- _EXERCISE INSTRUCTIONS_: Quote the entries that follow exactly, leaving none out.

####################

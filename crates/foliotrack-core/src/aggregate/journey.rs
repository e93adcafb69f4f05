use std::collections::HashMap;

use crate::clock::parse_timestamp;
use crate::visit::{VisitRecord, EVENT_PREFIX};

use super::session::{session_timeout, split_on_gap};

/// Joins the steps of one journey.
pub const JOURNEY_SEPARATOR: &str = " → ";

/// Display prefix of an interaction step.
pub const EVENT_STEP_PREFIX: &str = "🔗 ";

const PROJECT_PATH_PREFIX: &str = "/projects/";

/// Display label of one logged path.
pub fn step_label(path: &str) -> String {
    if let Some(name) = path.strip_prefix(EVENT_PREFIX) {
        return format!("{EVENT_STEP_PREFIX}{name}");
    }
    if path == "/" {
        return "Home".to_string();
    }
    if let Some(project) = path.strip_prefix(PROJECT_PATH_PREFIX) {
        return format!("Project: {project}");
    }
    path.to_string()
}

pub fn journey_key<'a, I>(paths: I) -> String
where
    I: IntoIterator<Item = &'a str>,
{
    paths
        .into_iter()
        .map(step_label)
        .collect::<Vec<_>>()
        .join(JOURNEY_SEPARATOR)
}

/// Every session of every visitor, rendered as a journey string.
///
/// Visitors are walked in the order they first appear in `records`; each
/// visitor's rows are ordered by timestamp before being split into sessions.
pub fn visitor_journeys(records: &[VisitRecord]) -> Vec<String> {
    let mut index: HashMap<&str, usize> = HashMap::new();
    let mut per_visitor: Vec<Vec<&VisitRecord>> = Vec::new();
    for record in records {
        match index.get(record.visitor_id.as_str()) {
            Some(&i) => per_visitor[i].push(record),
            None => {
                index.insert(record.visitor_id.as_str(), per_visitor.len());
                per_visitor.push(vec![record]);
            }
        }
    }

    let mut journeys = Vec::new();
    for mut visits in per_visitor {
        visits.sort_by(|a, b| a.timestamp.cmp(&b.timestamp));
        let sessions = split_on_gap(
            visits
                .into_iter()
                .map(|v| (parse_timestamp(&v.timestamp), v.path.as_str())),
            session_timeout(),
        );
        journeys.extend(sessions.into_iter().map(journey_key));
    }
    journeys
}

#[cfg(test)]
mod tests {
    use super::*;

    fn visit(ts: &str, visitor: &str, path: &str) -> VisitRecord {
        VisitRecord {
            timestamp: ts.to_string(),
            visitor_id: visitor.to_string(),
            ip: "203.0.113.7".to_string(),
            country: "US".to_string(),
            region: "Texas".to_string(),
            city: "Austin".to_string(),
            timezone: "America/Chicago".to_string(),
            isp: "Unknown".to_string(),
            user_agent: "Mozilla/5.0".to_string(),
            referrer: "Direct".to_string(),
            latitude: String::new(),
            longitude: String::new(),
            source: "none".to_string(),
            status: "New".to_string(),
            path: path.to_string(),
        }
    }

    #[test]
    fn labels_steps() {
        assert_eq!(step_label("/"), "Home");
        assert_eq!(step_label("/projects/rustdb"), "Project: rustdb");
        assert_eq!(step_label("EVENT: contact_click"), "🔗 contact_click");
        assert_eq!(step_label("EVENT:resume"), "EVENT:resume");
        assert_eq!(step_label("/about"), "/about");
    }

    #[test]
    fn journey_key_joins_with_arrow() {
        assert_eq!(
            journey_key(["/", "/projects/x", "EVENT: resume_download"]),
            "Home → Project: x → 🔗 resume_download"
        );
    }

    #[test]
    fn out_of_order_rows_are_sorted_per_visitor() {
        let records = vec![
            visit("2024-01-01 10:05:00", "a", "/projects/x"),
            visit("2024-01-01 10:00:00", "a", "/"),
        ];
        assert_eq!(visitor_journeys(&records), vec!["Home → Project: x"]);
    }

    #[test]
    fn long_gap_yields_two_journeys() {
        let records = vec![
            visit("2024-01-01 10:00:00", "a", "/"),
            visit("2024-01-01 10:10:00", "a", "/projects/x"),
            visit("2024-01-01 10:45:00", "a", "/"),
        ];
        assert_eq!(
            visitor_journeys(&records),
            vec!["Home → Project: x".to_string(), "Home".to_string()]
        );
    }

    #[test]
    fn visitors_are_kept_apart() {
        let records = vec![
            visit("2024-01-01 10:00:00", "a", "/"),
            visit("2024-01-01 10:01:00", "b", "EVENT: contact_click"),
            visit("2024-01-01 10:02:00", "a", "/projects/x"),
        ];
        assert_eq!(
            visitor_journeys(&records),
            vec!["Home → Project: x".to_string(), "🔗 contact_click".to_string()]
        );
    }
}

####################

- _ANSWER TO THIS PROBLEM_:
filename crates/foliotrack-core/src/aggregate/journey.rs
repository e93adcafb69f4f05
use std::collections::HashMap;

use crate::clock::parse_timestamp;
use crate::visit::{VisitRecord, EVENT_PREFIX};

use super::session::{session_timeout, split_on_gap};

/// Joins the steps of one journey.
pub const JOURNEY_SEPARATOR: &str = " → ";

/// Display prefix of an interaction step.
pub const EVENT_STEP_PREFIX: &str = "🔗 ";

const PROJECT_PATH_PREFIX: &str = "/projects/";

/// Display label of one logged path.
pub fn step_label(path: &str) -> String {
    if let Some(name) = path.strip_prefix(EVENT_PREFIX) {
        return format!("{EVENT_STEP_PREFIX}{name}");
    }
    if path == "/" {
        return "Home".to_string();
    }
    if let Some(project) = path.strip_prefix(PROJECT_PATH_PREFIX) {
        return format!("Project: {project}");
    }
    path.to_string()
}

pub fn journey_key<'a, I>(paths: I) -> String
where
    I: IntoIterator<Item = &'a str>,
{
    paths
        .into_iter()
        .map(step_label)
        .collect::<Vec<_>>()
        .join(JOURNEY_SEPARATOR)
}

/// Every session of every visitor, rendered as a journey string.
///
/// Visitors are walked in the order they first appear in `records`; each
/// visitor's rows are ordered by timestamp before being split into sessions.
pub fn visitor_journeys(records: &[VisitRecord]) -> Vec<String> {
    let mut index: HashMap<&str, usize> = HashMap::new();
    let mut per_visitor: Vec<Vec<&VisitRecord>> = Vec::new();
    for record in records {
        match index.get(record.visitor_id.as_str()) {
            Some(&i) => per_visitor[i].push(record),
            None => {
                index.insert(record.visitor_id.as_str(), per_visitor.len());
                per_visitor.push(vec![record]);
            }
        }
    }

    let mut journeys = Vec::new();
    for mut visits in per_visitor {
        visits.sort_by(|a, b| a.timestamp.cmp(&b.timestamp));
        let sessions = split_on_gap(
            visits
                .into_iter()
                .map(|v| (parse_timestamp(&v.timestamp), v.path.as_str())),
            session_timeout(),
        );
        journeys.extend(sessions.into_iter().map(journey_key));
    }
    journeys
}

#[cfg(test)]
mod tests {
    use super::*;

    fn visit(ts: &str, visitor: &str, path: &str) -> VisitRecord {
        VisitRecord {
            timestamp: ts.to_string(),
            visitor_id: visitor.to_string(),
            ip: "203.0.113.7".to_string(),
            country: "US".to_string(),
            region: "Texas".to_string(),
            city: "Austin".to_string(),
            timezone: "America/Chicago".to_string(),
            isp: "Unknown".to_string(),
            user_agent: "Mozilla/5.0".to_string(),
            referrer: "Direct".to_string(),
            latitude: String::new(),
            longitude: String::new(),
            source: "none".to_string(),
            status: "New".to_string(),
            path: path.to_string(),
        }
    }

    #[test]
    fn labels_steps() {
        assert_eq!(step_label("/"), "Home");
        assert_eq!(step_label("/projects/rustdb"), "Project: rustdb");
        assert_eq!(step_label("EVENT: contact_click"), "🔗 contact_click");
        assert_eq!(step_label("EVENT:resume"), "EVENT:resume");
        assert_eq!(step_label("/about"), "/about");
    }

    #[test]
    fn journey_key_joins_with_arrow() {
        assert_eq!(
            journey_key(["/", "/projects/x", "EVENT: resume_download"]),
            "Home → Project: x → 🔗 resume_download"
        );
    }

    #[test]
    fn out_of_order_rows_are_sorted_per_visitor() {
        let records = vec![
            visit("2024-01-01 10:05:00", "a", "/projects/x"),
            visit("2024-01-01 10:00:00", "a", "/"),
        ];
        assert_eq!(visitor_journeys(&records), vec!["Home → Project: x"]);
    }

    #[test]
    fn long_gap_yields_two_journeys() {
        let records = vec![
            visit("2024-01-01 10:00:00", "a", "/"),
            visit("2024-01-01 10:10:00", "a", "/projects/x"),
            visit("2024-01-01 10:45:00", "a", "/"),
        ];
        assert_eq!(
            visitor_journeys(&records),
            vec!["Home → Project: x".to_string(), "Home".to_string()]
        );
    }

    #[test]
    fn visitors_are_kept_apart() {
        let records = vec![
            visit("2024-01-01 10:00:00", "a", "/"),
            visit("2024-01-01 10:01:00", "b", "EVENT: contact_click"),
            visit("2024-01-01 10:02:00", "a", "/projects/x"),
        ];
        assert_eq!(
            visitor_journeys(&records),
            vec!["Home → Project: x".to_string(), "🔗 contact_click".to_string()]
        );
    }
}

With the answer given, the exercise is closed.